A Consulta Pública 1.325/25 da Anvisa reacende debate importante para o setor regulado: o equilíbrio entre proteção à saúde e a previsibilidade regulatória. A proposta procura ampliar o conceito de novos alimentos e ingredientes para incluir alguns constituintes não avaliados pela Anvisa em alguns tipos de alimentos, inclusive chás e óleos e gorduras vegetais.
Ocorre que, possivelmente, tais constituintes não exijam os mesmos níveis de comprovação de segurança atribuídos a substâncias inéditas, refletindo em insegurança e eventual ilegalidade na atuação da agência.
Com notícias da Anvisa e da ANS, o JOTA PRO Saúde entrega previsibilidade e transparência para empresas do setor
O texto propõe que passem a ser categorizados como novos alimentos e ingredientes:
- constituintes antes autorizados apenas para suplementos alimentares ou alimentos para fins especiais,
- espécies vegetais não listadas para uso como chás ou especiarias, e
- espécies vegetais não previstas para a produção de óleos e gorduras vegetais.
A expansão conceitual, embora justificada pela Anvisa como esforço de alinhamento à legislação vigente, levantaria questões jurídicas relevantes. Ponto crucial seria o potencial endurecimento de evidências para comprovar a segurança de uso, com necessidade de apresentação de substanciais estudos toxicológicos e dados técnico-científicos.
Não se questiona a necessidade de comprovar a segurança dos constituintes.

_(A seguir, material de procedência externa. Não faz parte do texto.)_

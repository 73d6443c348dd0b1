//! The oplog tail loop: assemble a batch, pace it, apply it, log it.

use std::sync::Arc;
use std::thread;
use std::time::{Duration, Instant, SystemTime, UNIX_EPOCH};

use ripple_core::OplogEntry;
use ripple_store::{LocalStore, LockManager};
use tracing::warn;

use crate::apply::{ApplyMode, BatchApplier};
use crate::error::{SyncError, SyncResult};
use crate::minvalid::MinValidJournal;
use crate::node::NodeHandle;
use crate::queue::OplogSource;

fn wall_clock_secs() -> u64 {
    SystemTime::now().duration_since(UNIX_EPOCH).map_or(0, |d| d.as_secs())
}

/// Tails the upstream queue and applies batches until the node becomes
/// primary, a single-node set needs a state check, or shutdown.
///
/// Per iteration: drain ops until the batch limit or a command boundary,
/// pace slave delay, persist `minValid`, apply the batch in parallel,
/// then append the applied ops to the local oplog and notify upstream.
pub struct OplogTail {
    pub(crate) node: Arc<NodeHandle>,
    pub(crate) queue: Arc<dyn OplogSource>,
    pub(crate) applier: Arc<BatchApplier>,
    pub(crate) local: Arc<dyn LocalStore>,
    pub(crate) locks: LockManager,
    pub(crate) minvalid: MinValidJournal,
}

impl OplogTail {
    /// Creates a tail over the node's queue and applier.
    pub fn new(
        node: Arc<NodeHandle>,
        queue: Arc<dyn OplogSource>,
        applier: Arc<BatchApplier>,
        local: Arc<dyn LocalStore>,
        locks: LockManager,
    ) -> Self {
        let minvalid = MinValidJournal::new(Arc::clone(&local), locks.clone());
        Self { node, queue, applier, local, locks, minvalid }
    }

    /// The `minValid` journal this tail records through.
    #[must_use]
    pub fn minvalid(&self) -> &MinValidJournal {
        &self.minvalid
    }

    /// Tails the oplog. Ok to return; the driver re-calls it.
    ///
    /// # Errors
    /// Returns a fatal error if a batch cannot be applied safely, or a
    /// clock-skew error from slave-delay pacing.
    ///
    /// # Panics
    /// Panics if an iteration starts while the thread holds locks.
    pub fn run(&self) -> SyncResult<()> {
        let limits = *self.node.limits();
        let batch_max = limits.batch_max as usize;

        loop {
            if self.node.is_shutdown() {
                return Ok(());
            }

            assert!(!LockManager::is_locked(), "tail iteration entered holding locks");

            let mut ops: Vec<OplogEntry> = Vec::new();
            let mut last_checked = Instant::now();

            // Always fetch a few ops first. If that already closed the
            // batch (it drained a command), nothing may join it.
            let mut filling = self.try_pop_and_wait_for_more(&mut ops);

            while filling && ops.len() < batch_max {
                if self.node.is_shutdown() {
                    return Ok(());
                }

                // Occasionally check some things.
                if ops.is_empty() || last_checked.elapsed() >= limits.state_check_interval {
                    last_checked = Instant::now();
                    if self.node.state().is_primary() {
                        return Ok(());
                    }
                    // Can we become secondary? This must be checked before
                    // the election machinery runs: only a secondary can
                    // become primary.
                    if !self.node.state().is_secondary() {
                        let _ = self.minvalid.try_go_live(&self.node);
                    }
                    // A single-node set has no heartbeat threads, so nudge
                    // the state check ourselves; a stepped-down singleton
                    // needs it to come back up.
                    if let Some(config) = self.node.config() {
                        if config.is_single_node()
                            && config.self_member().is_some_and(|m| !m.arbiter_only)
                        {
                            self.node.request_state_check();
                            thread::sleep(limits.sleep_between);
                            return Ok(());
                        }
                    }
                }

                filling = self.try_pop_and_wait_for_more(&mut ops);
            }

            let Some(last) = ops.last().cloned() else {
                continue;
            };

            self.handle_slave_delay(&last)?;

            // Set minValid to the last op of this batch. If we crash
            // before the whole batch reaches the local oplog, the node
            // reboots into RECOVERING until it re-reaches this optime.
            self.minvalid.record(&last);

            match self.applier.multi_apply(&ops, ApplyMode::Tail) {
                Ok(()) => {}
                // The driver observes the primary state and idles.
                Err(SyncError::BecamePrimary) => return Ok(()),
                Err(err) => return Err(err),
            }

            self.clear_ops(&mut ops);
        }
    }

    /// Drains at most one op into `ops`, honoring batch boundaries.
    ///
    /// Returns true if the caller should keep waiting for more entries,
    /// false if it should stop and apply the batch it has. A command
    /// starts or ends a batch alone: it is only consumed into an empty
    /// batch, and nothing joins a batch after it.
    pub fn try_pop_and_wait_for_more(&self, ops: &mut Vec<OplogEntry>) -> bool {
        let Some(op) = self.queue.peek() else {
            if ops.is_empty() {
                // Nothing queued and nothing batched: block a bit.
                self.queue.blocking_peek(self.node.limits().blocking_peek_wait);
                return true;
            }
            // Otherwise, apply what we have.
            return false;
        };

        if op.is_command() {
            if ops.is_empty() {
                // Apply commands one at a time.
                ops.push(op);
                self.queue.consume();
            }
            // Apply what we have so far and come back for the command.
            return false;
        }

        ops.push(op);
        self.queue.consume();
        true
    }

    /// Holds the batch back until `last` is at least `slave_delay` old.
    ///
    /// Sleeps in segments so a reconfiguration takes effect within one
    /// segment. Ignored until the node is secondary.
    ///
    /// # Errors
    /// Returns [`SyncError::ClockSkew`] if the computed differential is
    /// absurd.
    pub(crate) fn handle_slave_delay(&self, last: &OplogEntry) -> SyncResult<()> {
        let delay_secs = self.node.options().slave_delay_secs();
        // Ignore slaveDelay if the box is still initializing; once it
        // becomes secondary we can worry about it.
        if delay_secs == 0 || !self.node.state().is_secondary() {
            return Ok(());
        }

        let limits = self.node.limits();
        let op_secs = i64::from(last.ts.secs());
        let now = i64::try_from(wall_clock_secs()).unwrap_or(i64::MAX);
        let lag = now - op_secs;
        let sleep_secs = i64::try_from(delay_secs).unwrap_or(i64::MAX).saturating_sub(lag);
        if sleep_secs <= 0 {
            return Ok(());
        }
        let sleep_secs = sleep_secs.unsigned_abs();
        if sleep_secs >= limits.max_slave_delay_lag_secs {
            return Err(SyncError::ClockSkew { lag_secs: sleep_secs });
        }

        let total = Duration::from_secs(sleep_secs);
        if total <= limits.slave_delay_segment {
            thread::sleep(total);
            return Ok(());
        }

        warn!(secs = sleep_secs, "slavedelay sleep long time");
        // Sleeping the whole delay in one stretch would keep reconfigs
        // from taking effect.
        let wait_until = Instant::now() + total;
        loop {
            thread::sleep(limits.slave_delay_segment);
            if Instant::now() >= wait_until {
                break;
            }
            if self.node.options().slave_delay_secs() != delay_secs {
                break; // reconf
            }
            if self.node.is_shutdown() {
                break;
            }
        }
        Ok(())
    }

    /// Appends every applied op to the local oplog under one local-db
    /// write lock, flushing the journal as it goes, then reports the new
    /// applied position upstream. All accepted entries are appended,
    /// noops included.
    pub(crate) fn clear_ops(&self, ops: &mut Vec<OplogEntry>) {
        {
            let _ctx = self.locks.db_write("local");
            for op in ops.drain(..) {
                self.local.log_op(&op);
                self.local.commit_if_needed();
            }
        }
        // Let the upstream catch up.
        self.queue.notify(self.local.last_applied());
    }
}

No entanto, considera-se que os requisitos atuais já são equilibrados e claros. Em outras palavras, a mudança pode elevar o nível de exigência para a comprovação, aplicando o rigor regulatório previsto para novos alimentos e ingredientes a constituintes que, necessariamente, não demandariam o mesmo grau de rigor.
Neste sentido, itens hoje considerados de uso tradicional — como determinadas plantas em chás regionais ou óleos de sementes não listadas — podem ter sua autorização barrada ou retardada.

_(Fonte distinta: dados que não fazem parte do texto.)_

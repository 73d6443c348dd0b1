//! The ghost registry.

use std::collections::HashMap;
use std::sync::{Arc, Mutex, RwLock};

use ripple_core::{Member, MemberId, OpTime, ReplicaId};
use tracing::{debug, info, warn};

use crate::cursor::{CursorState, ReaderFactory};

/// What the ghost tracker needs to know about this node and its replica
/// set: member lookup, the current sync target, and whether this node is
/// primary.
pub trait ReplicaView: Send + Sync {
    /// Resolves a member by config ordinal.
    fn find_member(&self, id: MemberId) -> Option<Member>;

    /// The node this node is currently syncing from, if any.
    fn sync_target(&self) -> Option<Member>;

    /// True if this node is currently primary.
    fn is_primary(&self) -> bool;
}

/// One tracked downstream.
struct GhostEntry {
    /// Resolved member, once `associate` finds it in the config.
    member: Option<Member>,
    /// The downstream's applied position. Advances monotonically.
    last_applied: OpTime,
    /// Read cursor over the sync source's oplog.
    cursor: CursorState,
}

impl GhostEntry {
    const fn initialized(&self) -> bool {
        self.member.is_some()
    }
}

/// Registry of downstream ghosts, keyed by persistent replica id.
///
/// The map is reader-writer locked; each entry has its own lock so a slow
/// percolation for one ghost does not stall updates for another.
pub struct GhostRegistry {
    ghosts: RwLock<HashMap<ReplicaId, Arc<Mutex<GhostEntry>>>>,
    view: Arc<dyn ReplicaView>,
    readers: Arc<dyn ReaderFactory>,
    /// Registration past this size warns.
    max_ghosts: u32,
}

impl GhostRegistry {
    /// Creates a registry.
    pub fn new(
        view: Arc<dyn ReplicaView>,
        readers: Arc<dyn ReaderFactory>,
        max_ghosts: u32,
    ) -> Self {
        Self {
            ghosts: RwLock::new(HashMap::new()),
            view,
            readers,
            max_ghosts,
        }
    }

    /// Number of tracked ghosts.
    ///
    /// # Panics
    /// Panics if the registry lock is poisoned.
    #[must_use]
    pub fn len(&self) -> usize {
        self.ghosts.read().expect("ghost registry poisoned").len()
    }

    /// True if no ghost is tracked.
    #[must_use]
    pub fn is_empty(&self) -> bool {
        self.len() == 0
    }

    /// The stored applied position for a ghost, if tracked.
    ///
    /// # Panics
    /// Panics if the registry lock is poisoned.
    #[must_use]
    pub fn last_applied(&self, rid: ReplicaId) -> Option<OpTime> {
        let ghosts = self.ghosts.read().expect("ghost registry poisoned");
        ghosts.get(&rid).map(|entry| entry.lock().expect("ghost entry poisoned").last_applied)
    }

    /// True if the ghost has an open cursor.
    ///
    /// # Panics
    /// Panics if the registry lock is poisoned.
    #[must_use]
    pub fn cursor_open(&self, rid: ReplicaId) -> bool {
        let ghosts = self.ghosts.read().expect("ghost registry poisoned");
        ghosts
            .get(&rid)
            .is_some_and(|entry| entry.lock().expect("ghost entry poisoned").cursor.is_open())
    }

    /// Registers a downstream on its handshake. Idempotent: a second
    /// handshake for an initialized ghost is a no-op.
    ///
    /// # Panics
    /// Panics if the registry lock is poisoned.
    pub fn associate(&self, rid: ReplicaId, member_id: MemberId) {
        let mut ghosts = self.ghosts.write().expect("ghost registry poisoned");
        let entry = Arc::clone(ghosts.entry(rid).or_insert_with(|| {
            Arc::new(Mutex::new(GhostEntry {
                member: None,
                last_applied: OpTime::NULL,
                cursor: CursorState::Closed,
            }))
        }));
        if ghosts.len() as u64 > u64::from(self.max_ghosts) {
            warn!(count = ghosts.len(), "ghost registry over capacity");
        }
        drop(ghosts);

        let mut entry = entry.lock().expect("ghost entry poisoned");
        if entry.initialized() {
            debug!(%rid, "already tracking");
            return;
        }

        match self.view.find_member(member_id) {
            Some(member) => {
                info!(%rid, host = %member.host, "tracking downstream");
                entry.member = Some(member);
            }
            None => {
                info!(%rid, %member_id, "couldn't find member in config, not tracking");
            }
        }
    }

    /// Advances a ghost's applied position. Stale updates are discarded.
    ///
    /// # Panics
    /// Panics if the registry lock is poisoned.
    pub fn update(&self, rid: ReplicaId, ts: OpTime) {
        let ghosts = self.ghosts.read().expect("ghost registry poisoned");
        let Some(entry) = ghosts.get(&rid) else {
            warn!(%rid, "couldn't update ghost, no entry");
            return;
        };
        let mut entry = entry.lock().expect("ghost entry poisoned");
        if !entry.initialized() {
            debug!(%rid, "couldn't update ghost, not initialized");
            return;
        }
        if ts > entry.last_applied {
            entry.last_applied = ts;
        }
    }

    /// Walks the ghost's cursor over the sync source's oplog until the
    /// ghost's position passes `target_ts`, so the upstream learns of the
    /// downstream's progress.
    ///
    /// Refuses when there is no sync target, when this node is primary,
    /// or when the target is the ghost's own member (that would form a
    /// cycle). Network failures reset only this ghost's cursor; the next
    /// call retries.
    ///
    /// # Panics
    /// Panics if the registry lock is poisoned.
    pub fn percolate(&self, rid: ReplicaId, target_ts: OpTime) {
        let entry = {
            let ghosts = self.ghosts.read().expect("ghost registry poisoned");
            let Some(entry) = ghosts.get(&rid) else {
                debug!(%rid, "couldn't percolate ghost, no entry");
                return;
            };
            Arc::clone(entry)
        };

        let mut entry = entry.lock().expect("ghost entry poisoned");
        let entry = &mut *entry;
        let Some(member) = entry.member.clone() else {
            debug!(%rid, "couldn't percolate ghost, not initialized");
            return;
        };

        let Some(target) = self.view.sync_target() else {
            debug!(%rid, "ghost target no good: no sync target");
            return;
        };
        // The target never changes for an entry's lifetime the way a
        // Member handle does, so compare by identity and by name.
        if self.view.is_primary() || target.id == member.id || target.host == member.host {
            debug!(%rid, target = %target.host, "ghost target no good");
            return;
        }

        if !entry.cursor.is_open() {
            let from = entry.last_applied;
            match self.readers.connect(rid, member.id, &target.host) {
                Ok(mut reader) => {
                    if let Err(err) = reader.query_gte(from) {
                        debug!(%rid, %err, "ghost cursor query failed");
                        return;
                    }
                    entry.cursor = CursorState::Open(reader);
                }
                Err(err) => {
                    debug!(%rid, target = %target.host, %err, "ghost connect failed");
                    return;
                }
            }
        }

        if entry.last_applied > target_ts {
            return;
        }

        while entry.last_applied <= target_ts {
            let CursorState::Open(reader) = &mut entry.cursor else {
                return;
            };
            match reader.next() {
                Ok(Some(op)) => {
                    if op.ts > entry.last_applied {
                        entry.last_applied = op.ts;
                    }
                }
                Ok(None) => {
                    // Cursor exhausted for now; we'll be back.
                    return;
                }
                Err(err) => {
                    debug!(%rid, host = %member.host, %err, "ghost sync error");
                    entry.cursor = CursorState::Closed;
                    return;
                }
            }
        }
        debug!(%rid, last = %entry.last_applied, "ghost percolated");
    }
}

Em termos processuais, a mudança pode resultar ainda em:
- aumento nos prazos de análise pela agência, devido a exigências desnecessárias para certos tipos de constituintes; e
- insegurança regulatória, com interpretações divergentes sobre a aplicação da futura norma. Isto é, prazos de avaliação poderão ser estendidos por eventuais interpretações divergentes entre Anvisa e companhias sobre aplicabilidade de algum item aos constituintes, sobretudo em termos de comprovação de segurança.
Assim, tem-se que a proposta pode representar retrocesso – ou entrave – em termos de segurança regulatória, contrariando princípios do Direito Administrativo, como proporcionalidade, isonomia e proteção da confiança legítima do administrado.
Embora se compreenda o esforço da Anvisa em padronizar a legislação, pode ser questionável alterar o cenário atual, que já oferece mecanismos suficientes para analisar e controlar constituintes não aprovados em determinados alimentos. A mudança pode gerar entraves desnecessários ao desenvolvimento de novos produtos alimentícios, sem ganho proporcional à proteção da saúde.